2. The implant system to claim 1, further including a catch
mechanism for selectively securing said floor at a fixed position
within said tube.
3. The implant system according to claim 2, further including a
release wire extending through said tube via the second end
thereof, said release wire connected to said catch mechanism for
selective release of said catch mechanism.
4. The implant system according to claim 1, further including a
flap secured to the first end of said tube, said flap remaining in
a closed position when said tube is moved in a forward motion, and
in an open position when said tube is moved in a backward
motion.
5. The implant system according to claim 1, further including a
sealed sterile package containing said tube, the deflated implant,
the floor, the fill tube and said plunger rod.
6. The implant system according to claim 1, further including a
releasable clamp securing said plunger rod from having motion
relative to said tube until said releasable clamp is released.
7. The implant system according to claim 1, a) wherein said
deflated implant in contained within a first portion of said tube;
and, b) further including a flexible member connecting the first
portion of said tube to a remaining portion of said tube, thereby
allowing said first portion of said tube to bend relative to the
remaining portion of said tube.
8. The implant system according to claim 7, wherein said first
portion of said tube includes at least three serrations permitting
said first portion to split into three parts as said deflated
implant is filled via said fill tube.
9. An implant package comprising a package having a substantially
sterile interior created during manufacture and an interior
environment substantially less than ambient pressure, said package
enclosing: a) a tube having an open first end and an open second
end; and, b) a deflated implant positioned within said tube
proximal to said first end thereof, said deflated implant having a
resealable valve therein.
10. The implant package according to claim 9, further including: a)
a fill tube extending through the second end of said tube to said
resealable valve such that an interior channel of said fill tube
communicates with an interior of said deflated implant; and, b) a
plunger rod connected to said floor and extending down said tube to
exit from the second end of said tube.
11. The implant package according to claim 9, further including: a)

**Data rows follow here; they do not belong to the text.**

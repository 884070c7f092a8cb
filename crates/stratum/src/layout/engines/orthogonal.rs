//! Orthogonal engine: the layered ranks on a uniform grid, with axis-aligned
//! edge routes by default.

use crate::layout::{
    LayoutEngine, LayoutError,
    config::{EdgeRouting, LayoutConfig},
    graph::{LayoutGraph, LayoutResult},
};

use super::layered;

#[derive(Debug, Clone)]
pub struct Engine {
    ranks: layered::Engine,
}

impl Engine {
    pub fn new() -> Self {
        let mut ranks = layered::Engine::new();
        ranks.set_spacing(40.0).set_layer_spacing(60.0);
        Self { ranks }
    }
}

impl Default for Engine {
    fn default() -> Self {
        Self::new()
    }
}

impl LayoutEngine for Engine {
    fn calculate_layout(
        &self,
        graph: &LayoutGraph,
        config: &LayoutConfig,
    ) -> Result<LayoutResult, LayoutError> {
        Ok(self
            .ranks
            .layout(graph, config, true, EdgeRouting::Orthogonal))
    }
}

#[cfg(test)]
mod tests {
    use super::*;
    use crate::layout::engines::test_support::{
        assert_complete, assert_deterministic, assert_directed, dag, messy,
    };

    #[test]
    fn test_edges_point_along_direction() {
        assert_directed(&Engine::new(), &dag());
    }

    #[test]
    fn test_routes_are_axis_aligned() {
        let graph = dag();
        let result = Engine::new()
            .calculate_layout(&graph, &LayoutConfig::default())
            .unwrap();

        for route in &result.edges {
            let edge = graph.edges.iter().find(|e| e.id == route.id).unwrap();
            let source = result.position_of(&edge.source_id).unwrap();
            let target = result.position_of(&edge.target_id).unwrap();
            let mut path = vec![source];
            path.extend(route.routing_points.clone().unwrap_or_default());
            path.push(target);
            if route.routing_points.is_none() {
                continue;
            }
            for pair in path.windows(2) {
                assert!(
                    pair[0].x() == pair[1].x() || pair[0].y() == pair[1].y(),
                    "segment of {} is diagonal",
                    route.id
                );
            }
        }
    }

    #[test]
    fn test_nodes_share_grid_columns() {
        let result = Engine::new()
            .calculate_layout(&dag(), &LayoutConfig::default())
            .unwrap();
        let cell = 120.0 + 40.0;
        for node in &result.nodes {
            let column = node.position.x() / (cell / 2.0);
            assert!((column - column.round()).abs() < 1e-3, "{}", node.id);
        }
    }

    #[test]
    fn test_messy_graph_complete() {
        let graph = messy();
        let result = Engine::new()
            .calculate_layout(&graph, &LayoutConfig::default())
            .unwrap();
        assert_complete(&graph, &result);
        assert_deterministic(&Engine::new(), &graph);
    }
}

a catch mechanism for selectively securing said floor at a fixed
position within said tube; and, b) a release wire extending through
said tube via the second end thereof, said release wire connected
to said catch mechanism for selective release of said catch
mechanism.
12. The implant package according to claim 9, further including a
releasable clamp securing said plunger rod from having motion
relative to said tube until said releasable clamp is released.

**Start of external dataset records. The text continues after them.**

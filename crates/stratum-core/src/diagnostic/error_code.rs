//! Diagnostic codes.
//!
//! Codes are organized by pipeline phase:
//! - `W1xx` - Layer parsing warnings
//! - `E2xx` - Validation errors
//! - `W3xx` - Graph construction and cross-layer resolution warnings
//! - `W4xx` - Node transformation warnings
//! - `W5xx` - Layout warnings

use std::fmt;

use serde::Serialize;

/// Codes for categorizing diagnostics.
#[derive(Debug, Clone, Copy, PartialEq, Eq, Hash, Serialize)]
pub enum ErrorCode {
    // =========================================================================
    // Parsing (W1xx)
    // =========================================================================
    /// A raw record is not an object and was skipped.
    W100,

    /// An element record has no usable `id` and was skipped.
    W101,

    /// An element record has no usable `type` and was skipped.
    W102,

    /// A relationship record is missing its source or target and was skipped.
    W103,

    /// A relationship record has no usable `type` and was skipped.
    W104,

    /// A cross-layer reference record is malformed and was skipped.
    W105,

    // =========================================================================
    // Validation (E2xx)
    // =========================================================================
    /// Two elements share the same id.
    E200,

    /// A relationship source does not resolve to an element.
    E201,

    /// A relationship target does not resolve to an element.
    E202,

    /// Two relationships share the same id.
    E203,

    /// A relationship points from an element to itself.
    W204,

    // =========================================================================
    // Graph construction (W3xx)
    // =========================================================================
    /// A node with an already-present id was dropped.
    W300,

    /// A relationship with a dangling endpoint was excluded from the edges.
    W301,

    /// An edge with an already-present id was dropped.
    W302,

    /// A cross-layer relationship could not be resolved and was dropped.
    W310,

    // =========================================================================
    // Node transformation (W4xx)
    // =========================================================================
    /// A node type has no dimension entry; the default size was used.
    W400,

    /// Two producers contributed the same edge id; the later one was dropped.
    W401,

    // =========================================================================
    // Layout (W5xx)
    // =========================================================================
    /// The configured layout algorithm is not registered.
    W500,

    /// A layout engine could not place the graph and a fallback was used.
    W501,
}

impl ErrorCode {
    /// Returns the code as a string (e.g., "E200").
    pub fn as_str(&self) -> &'static str {
        match self {
            ErrorCode::W100 => "W100",
            ErrorCode::W101 => "W101",
            ErrorCode::W102 => "W102",
            ErrorCode::W103 => "W103",
            ErrorCode::W104 => "W104",
            ErrorCode::W105 => "W105",
            ErrorCode::E200 => "E200",
            ErrorCode::E201 => "E201",
            ErrorCode::E202 => "E202",
            ErrorCode::E203 => "E203",
            ErrorCode::W204 => "W204",
            ErrorCode::W300 => "W300",
            ErrorCode::W301 => "W301",
            ErrorCode::W302 => "W302",
            ErrorCode::W310 => "W310",
            ErrorCode::W400 => "W400",
            ErrorCode::W401 => "W401",
            ErrorCode::W500 => "W500",
            ErrorCode::W501 => "W501",
        }
    }

    /// Returns a short description of the code.
    pub fn description(&self) -> &'static str {
        match self {
            ErrorCode::W100 => "record is not an object",
            ErrorCode::W101 => "element without id",
            ErrorCode::W102 => "element without type",
            ErrorCode::W103 => "relationship without endpoint",
            ErrorCode::W104 => "relationship without type",
            ErrorCode::W105 => "malformed reference",
            ErrorCode::E200 => "duplicate element id",
            ErrorCode::E201 => "dangling relationship source",
            ErrorCode::E202 => "dangling relationship target",
            ErrorCode::E203 => "duplicate relationship id",
            ErrorCode::W204 => "self-referencing relationship",
            ErrorCode::W300 => "duplicate node dropped",
            ErrorCode::W301 => "dangling relationship excluded",
            ErrorCode::W302 => "duplicate edge dropped",
            ErrorCode::W310 => "unresolved cross-layer reference",
            ErrorCode::W400 => "unknown node type",
            ErrorCode::W401 => "edge id collision",
            ErrorCode::W500 => "unknown layout algorithm",
            ErrorCode::W501 => "layout fallback",
        }
    }
}

impl fmt::Display for ErrorCode {
    fn fmt(&self, f: &mut fmt::Formatter<'_>) -> fmt::Result {
        write!(f, "{}", self.as_str())
    }
}

#[cfg(test)]
mod tests {
    use super::*;

    #[test]
    fn test_error_code_display() {
        assert_eq!(ErrorCode::W100.to_string(), "W100");
        assert_eq!(ErrorCode::E200.to_string(), "E200");
        assert_eq!(ErrorCode::W401.to_string(), "W401");
    }

    #[test]
    fn test_error_code_description() {
        assert_eq!(ErrorCode::E200.description(), "duplicate element id");
        assert_eq!(ErrorCode::W400.description(), "unknown node type");
    }
}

13. The implant package according to claim 9, a) wherein said
deflated implant in contained within a first portion of said tube;
and, b) further including a flexible member connecting the first
portion of said tube to a remaining portion of said tube, thereby
allowing said first portion of said tube to bend relative to the
remaining portion of said tube.
14. The implant package according to claim 13, wherein said first
portion of said tube includes at least three serrations permitting
said first portion to split into at least three parts as said
deflated implant is filled via said fill tube.

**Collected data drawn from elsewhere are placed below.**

//! Assembly of a [`LayoutResult`] from engine positions.

use std::collections::{HashMap, HashSet};

use stratum_core::geometry::Point;

use super::{
    config::{Direction, EdgeRouting},
    graph::{EdgeRoute, LayoutGraph, LayoutResult, NodePosition, Topology},
};

/// Bend points supplied by an engine, keyed by `(source, target)` node index.
pub(crate) type Waypoints = HashMap<(usize, usize), Vec<Point>>;

/// Builds the result for `graph` from per-node centers.
///
/// Every distinct node id appears once. Missing or non-finite positions are
/// replaced by slots on a grid below the placed nodes. Every distinct edge id
/// gets a route; self-loops and edges with unknown endpoints get `None`.
pub(crate) fn finalize(
    graph: &LayoutGraph,
    topology: &Topology<'_>,
    mut positions: Vec<Point>,
    waypoints: &Waypoints,
    routing: EdgeRouting,
    direction: Direction,
) -> LayoutResult {
    positions.resize(topology.len(), Point::new(f32::NAN, f32::NAN));
    place_stragglers(topology, &mut positions);

    let nodes = topology
        .ids
        .iter()
        .zip(&positions)
        .map(|(id, position)| NodePosition::new(*id, *position))
        .collect();

    let mut seen = HashSet::with_capacity(graph.edges.len());
    let edges = graph
        .edges
        .iter()
        .filter(|edge| seen.insert(edge.id.as_str()))
        .map(|edge| {
            let source = topology.index.get(edge.source_id.as_str()).copied();
            let target = topology.index.get(edge.target_id.as_str()).copied();
            let points = match (source, target) {
                (Some(s), Some(t)) if s != t => {
                    route(positions[s], positions[t], waypoints.get(&(s, t)), routing, direction)
                }
                _ => None,
            };
            EdgeRoute::new(edge.id.clone(), points)
        })
        .collect();

    LayoutResult { nodes, edges }
}

fn route(
    source: Point,
    target: Point,
    waypoints: Option<&Vec<Point>>,
    routing: EdgeRouting,
    direction: Direction,
) -> Option<Vec<Point>> {
    let points = match routing {
        EdgeRouting::Straight => return None,
        EdgeRouting::Polyline => waypoints.cloned().unwrap_or_default(),
        EdgeRouting::Orthogonal => orthogonal_bends(source, target, direction),
    };
    let points: Vec<Point> = points.into_iter().filter(|p| p.is_finite()).collect();
    (!points.is_empty()).then_some(points)
}

/// Two axis-aligned bends halfway along the growth axis.
fn orthogonal_bends(source: Point, target: Point, direction: Direction) -> Vec<Point> {
    if direction.is_vertical() {
        if source.x() == target.x() {
            return Vec::new();
        }
        let mid = (source.y() + target.y()) / 2.0;
        vec![Point::new(source.x(), mid), Point::new(target.x(), mid)]
    } else {
        if source.y() == target.y() {
            return Vec::new();
        }
        let mid = (source.x() + target.x()) / 2.0;
        vec![Point::new(mid, source.y()), Point::new(mid, target.y())]
    }
}

/// Puts nodes without a finite position on a grid under the others.
fn place_stragglers(topology: &Topology<'_>, positions: &mut [Point]) {
    let stragglers: Vec<usize> = (0..positions.len())
        .filter(|&i| !positions[i].is_finite())
        .collect();
    if stragglers.is_empty() {
        return;
    }

    let max_y = positions
        .iter()
        .zip(&topology.sizes)
        .filter(|(p, _)| p.is_finite())
        .map(|(p, s)| p.y() + s.height() / 2.0)
        .fold(None, |acc: Option<f32>, y| Some(acc.map_or(y, |a| a.max(y))));
    let cell = topology.max_size();
    let cell_w = cell.width() + 40.0;
    let cell_h = cell.height() + 40.0;
    let top = max_y.map_or(0.0, |y| y + cell_h);
    let columns = (stragglers.len() as f32).sqrt().ceil().max(1.0) as usize;

    for (k, node) in stragglers.into_iter().enumerate() {
        let row = k / columns;
        let column = k % columns;
        positions[node] = Point::new(column as f32 * cell_w, top + row as f32 * cell_h);
    }
}

#[cfg(test)]
mod tests {
    use stratum_core::geometry::Size;

    use super::*;
    use crate::layout::graph::{LayoutEdge, LayoutNode};

    fn graph() -> LayoutGraph {
        LayoutGraph::new(
            vec![
                LayoutNode::new("a", Size::new(10.0, 10.0)),
                LayoutNode::new("b", Size::new(10.0, 10.0)),
                LayoutNode::new("c", Size::new(10.0, 10.0)),
            ],
            vec![
                LayoutEdge::new("ab", "a", "b"),
                LayoutEdge::new("ab", "b", "a"),
                LayoutEdge::new("loop", "c", "c"),
                LayoutEdge::new("dangling", "a", "zzz"),
            ],
        )
    }

    #[test]
    fn test_non_finite_positions_replaced() {
        let graph = graph();
        let topology = Topology::new(&graph);
        let positions = vec![
            Point::new(0.0, 0.0),
            Point::new(f32::INFINITY, 0.0),
            Point::new(5.0, f32::NAN),
        ];

        let result = finalize(
            &graph,
            &topology,
            positions,
            &Waypoints::new(),
            EdgeRouting::Straight,
            Direction::Down,
        );

        assert_eq!(result.nodes.len(), 3);
        assert!(result.nodes.iter().all(|n| n.position.is_finite()));
        assert_ne!(result.nodes[1].position, result.nodes[2].position);
    }

    #[test]
    fn test_missing_positions_filled() {
        let graph = graph();
        let topology = Topology::new(&graph);

        let result = finalize(
            &graph,
            &topology,
            Vec::new(),
            &Waypoints::new(),
            EdgeRouting::Straight,
            Direction::Down,
        );

        assert_eq!(result.nodes.len(), 3);
        assert!(result.nodes.iter().all(|n| n.position.is_finite()));
    }

    #[test]
    fn test_edges_once_per_id_and_unplaced_get_none() {
        let graph = graph();
        let topology = Topology::new(&graph);
        let positions = vec![
            Point::new(0.0, 0.0),
            Point::new(50.0, 100.0),
            Point::new(100.0, 0.0),
        ];

        let result = finalize(
            &graph,
            &topology,
            positions,
            &Waypoints::new(),
            EdgeRouting::Orthogonal,
            Direction::Down,
        );

        let ids: Vec<_> = result.edges.iter().map(|e| e.id.as_str()).collect();
        assert_eq!(ids, vec!["ab", "loop", "dangling"]);
        assert_eq!(
            result.edges[0].routing_points,
            Some(vec![Point::new(0.0, 50.0), Point::new(50.0, 50.0)])
        );
        assert!(result.edges[1].routing_points.is_none());
        assert!(result.edges[2].routing_points.is_none());
    }

    #[test]
    fn test_polyline_uses_waypoints() {
        let graph = graph();
        let topology = Topology::new(&graph);
        let mut waypoints = Waypoints::new();
        waypoints.insert((0, 1), vec![Point::new(1.0, 2.0)]);

        let result = finalize(
            &graph,
            &topology,
            vec![Point::default(); 3],
            &waypoints,
            EdgeRouting::Polyline,
            Direction::Down,
        );

        assert_eq!(result.edges[0].routing_points, Some(vec![Point::new(1.0, 2.0)]));
    }
}
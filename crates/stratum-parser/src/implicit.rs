//! Relationships declared inside element properties.
//!
//! Model authors often write relationships as element properties instead of
//! separate records:
//!
//! ```json
//! {"id": "app-1", "type": "component",
//!  "properties": {"realizes": "business.service.billing",
//!                 "relationships": {"uses": ["db-1", "cache-1"]}}}
//! ```
//!
//! Both the nested `relationships` object and a fixed set of well-known keys
//! are turned into [`Relationship`]s whose id is `"{source}-{type}-{target}"`.

use serde_json::{Map, Value};

use stratum_core::model::{Relationship, RelationshipKind};

/// Property keys that declare a relationship when present.
pub const IMPLICIT_RELATIONSHIP_KEYS: &[&str] = &[
    "deployedTo",
    "realizes",
    "uses",
    "implements",
    "accesses",
    "serves",
    "triggers",
    "flowsTo",
    "composedOf",
    "aggregates",
    "specializes",
    "associatedWith",
];

/// Strips a dotted `layer.type.id` reference down to the element id.
pub fn target_element_id(reference: &str) -> &str {
    reference.rsplit('.').next().unwrap_or(reference)
}

/// Synthesised id of a relationship that had none.
pub fn synthesize_relationship_id(source: &str, kind: &str, target: &str) -> String {
    format!("{source}-{kind}-{target}")
}

/// Extracts the relationships declared in `properties` of element `source_id`.
///
/// Entries of the nested `relationships` object take precedence over the
/// well-known keys with the same name. Targets that are not strings are
/// ignored.
pub fn implicit_relationships(source_id: &str, properties: &Map<String, Value>) -> Vec<Relationship> {
    let mut declared: Vec<(&str, &Value)> = Vec::new();

    if let Some(Value::Object(nested)) = properties.get("relationships") {
        declared.extend(nested.iter().map(|(key, value)| (key.as_str(), value)));
    }
    for key in IMPLICIT_RELATIONSHIP_KEYS {
        if declared.iter().any(|(declared_key, _)| declared_key == key) {
            continue;
        }
        if let Some(value) = properties.get(*key) {
            declared.push((*key, value));
        }
    }

    let mut relationships = Vec::new();
    for (rel_type, targets) in declared {
        let targets: Vec<&str> = match targets {
            Value::String(target) => vec![target.as_str()],
            Value::Array(items) => items.iter().filter_map(Value::as_str).collect(),
            _ => continue,
        };
        for target in targets {
            let target_id = target_element_id(target);
            if target_id.is_empty() {
                continue;
            }
            relationships.push(Relationship::new(
                synthesize_relationship_id(source_id, rel_type, target_id),
                RelationshipKind::from_tag(rel_type),
                source_id,
                target_id,
            ));
        }
    }

    relationships
}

15. An implant combination created prior to delivery to a medical
facility, said implant combintation comprising: a) a sterile
package having an implant apparatus therein, said implant apparatus
having, 1) a tube having an open first end and an open second end,
2) a deflated implant positioned within said tube proximal to said
first end thereof, said deflated implant having a resealable valve
therein, and, 3) a fill tube extending through the second end of
said tube connected with said resealable valve such that an
interior channel of said fill tube communicates with an interior of
said deflated implant; and, b) a supply of sterile liquid for
injection into said deflated implant via said fill tube once said
deflated implant is properly positioned by a surgeon.
16. The implant combination according to claim 15 wherein said
implant apparatus includes, a plunger rod connected to said floor
and extending down said tube to exit from the second end of said
tube.
17. The implant combination to claim 15, wherein said implant
apparatus further includes: a) a floor slidably contained within
said tube, said floor positioned within said tube between said
deflated implant and the second end of said tube; b) a catch
mechanism for selectively securing said floor at a fixed position
within said tube; and, c) a release wire extending through said
tube via the second end thereof, said release wire connected to
said catch mechanism for selective release of said catch
mechanism.
18. The implant combination according to claim 15, wherein said
implant apparatus further includes, a flap secured to the first end
of said tube, said flap remaining in a closed position when said
tube is moved in a forward motion, and in an open position when
said tube is moved in a backward motion.
19. The implant apparatus according to claim 15, wherein the tube
of said implant apparatus includes at least two serrations
permitting a portion of said tube to split into three parts as said
deflated implant is filled via said fill tube.
Description
[0001] This is a continuation of U.S. patent application Ser. No.
10/294,238, filed on Nov. 13, 2002, and entitled "Implant/Insertion
Sheath Complex: Inflatable Breast Augmentation for Insertion
Through a Small Distal Incision", which was a continuation of U.S.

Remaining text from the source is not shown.